* **Materials provided**:
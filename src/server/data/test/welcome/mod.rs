use crate::server::data::welcome::WelcomeRepository;
use sea_orm::DbErr;
use test_utils::{builder::TestBuilder, factory, factory::welcome_automation::WelcomeFactory};

mod upsert;
//! Ready event handler.
//!
//! Fired once per gateway connection after the initial handshake.

use serenity::all::{Context, Ready};

/// Handles the ready event when the bot connects to Discord.
///
/// # Arguments
/// - `ctx` - Discord context (unused)
/// - `ready` - Ready event data containing bot user information
pub async fn handle_ready(_ctx: Context, ready: Ready) {
    tracing::info!(
        "{} is connected to Discord ({} guilds)",
        ready.user.name,
        ready.guilds.len()
    );
}
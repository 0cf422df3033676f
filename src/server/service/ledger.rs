use sea_orm::DatabaseConnection;

use crate::server::{
    data::leaderboard::LeaderboardRepository,
    error::AppError,
    model::{
        leaderboard::{LeaderboardPage, LedgerEntry},
        member::MemberProfile,
    },
};

/// Service for the per-guild points ledger.
///
/// Balances never go negative. Adjustments are applied as a single clamped UPDATE, so
/// concurrent grants to the same member each apply exactly once.
pub struct LedgerService<'a> {
    db: &'a DatabaseConnection,
}

impl<'a> LedgerService<'a> {
    pub fn new(db: &'a DatabaseConnection) -> Self {
        Self { db }
    }

    /// Adds a signed amount to a member's balance, flooring at zero.
    ///
    /// Creates the entry with a zero balance first if the member has none.
    ///
    /// # Arguments
    /// - `guild_id` - Guild of the ledger
    /// - `user_id` - Member to adjust
    /// - `delta` - Points to add; negative to deduct
    /// - `profile` - Names cached on the entry
    ///
    /// # Returns
    /// - `Ok(LedgerEntry)` - Entry with `previous + delta` clamped to `0..=i32::MAX`
    /// - `Err(AppError::DbErr)` - Database error
    pub async fn adjust_points(
        &self,
        guild_id: u64,
        user_id: u64,
        delta: i32,
        profile: &MemberProfile,
    ) -> Result<LedgerEntry, AppError> {
        let entry = LeaderboardRepository::new(self.db)
            .adjust_points(guild_id, user_id, delta, profile)
            .await?;

        tracing::debug!(
            "Adjusted points of user {} in guild {} by {} (now {})",
            user_id,
            guild_id,
            delta,
            entry.points
        );

        Ok(entry)
    }

    /// Overwrites a member's balance. Intended for bulk import only.
    ///
    /// Negative values are stored as zero.
    pub async fn set_exact_points(
        &self,
        guild_id: u64,
        user_id: u64,
        points: i32,
        profile: &MemberProfile,
    ) -> Result<LedgerEntry, AppError> {
        let entry = LeaderboardRepository::new(self.db)
            .set_points(guild_id, user_id, points, profile)
            .await?;

        tracing::info!(
            "Set points of user {} in guild {} to {}",
            user_id,
            guild_id,
            entry.points
        );

        Ok(entry)
    }

    /// Ensures a member has an entry, refreshing cached names but keeping the balance.
    pub async fn add_member(
        &self,
        guild_id: u64,
        user_id: u64,
        profile: &MemberProfile,
    ) -> Result<(), AppError> {
        LeaderboardRepository::new(self.db)
            .upsert_member(guild_id, user_id, profile)
            .await?;

        Ok(())
    }

    /// Deletes a member's entry.
    ///
    /// # Returns
    /// - `Ok(true)` - Entry deleted
    /// - `Ok(false)` - Member had no entry
    pub async fn remove_member(&self, guild_id: u64, user_id: u64) -> Result<bool, AppError> {
        Ok(LeaderboardRepository::new(self.db)
            .remove(guild_id, user_id)
            .await?)
    }

    pub async fn get_entry(
        &self,
        guild_id: u64,
        user_id: u64,
    ) -> Result<Option<LedgerEntry>, AppError> {
        Ok(LeaderboardRepository::new(self.db)
            .get(guild_id, user_id)
            .await?)
    }

    /// Gets one page of a guild's leaderboard.
    ///
    /// # Arguments
    /// - `guild_id` - Guild to list
    /// - `page` - Page number (0-indexed)
    /// - `per_page` - Entries per page; zero is treated as one
    ///
    /// # Returns
    /// - `Ok(LeaderboardPage)` - Entries, highest balance first, with paging totals
    /// - `Err(AppError::DbErr)` - Database error
    pub async fn get_leaderboard(
        &self,
        guild_id: u64,
        page: u64,
        per_page: u64,
    ) -> Result<LeaderboardPage, AppError> {
        let per_page = per_page.max(1);
        let (entries, total) = LeaderboardRepository::new(self.db)
            .get_page(guild_id, page, per_page)
            .await?;

        Ok(LeaderboardPage {
            entries,
            total,
            page,
            per_page,
            total_pages: total.div_ceil(per_page),
        })
    }

    /// Gets a member's 1-based rank; tied balances share a rank.
    ///
    /// # Returns
    /// - `Ok(Some(rank))` - One plus the number of members with a strictly higher balance
    /// - `Ok(None)` - Member has no entry
    pub async fn get_rank(&self, guild_id: u64, user_id: u64) -> Result<Option<u64>, AppError> {
        let repo = LeaderboardRepository::new(self.db);

        let Some(entry) = repo.get(guild_id, user_id).await? else {
            return Ok(None);
        };

        let above = repo.count_above(guild_id, entry.points).await?;

        Ok(Some(above + 1))
    }
}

* **What is needed**: Write out every line of the listing that holds the word "AppError".

* **Response**:
    error::AppError,
    /// - `Err(AppError::DbErr)` - Database error
    ) -> Result<LedgerEntry, AppError> {
    ) -> Result<LedgerEntry, AppError> {
    ) -> Result<(), AppError> {
    pub async fn remove_member(&self, guild_id: u64, user_id: u64) -> Result<bool, AppError> {
    ) -> Result<Option<LedgerEntry>, AppError> {
    /// - `Err(AppError::DbErr)` - Database error
    ) -> Result<LeaderboardPage, AppError> {
    pub async fn get_rank(&self, guild_id: u64, user_id: u64) -> Result<Option<u64>, AppError> {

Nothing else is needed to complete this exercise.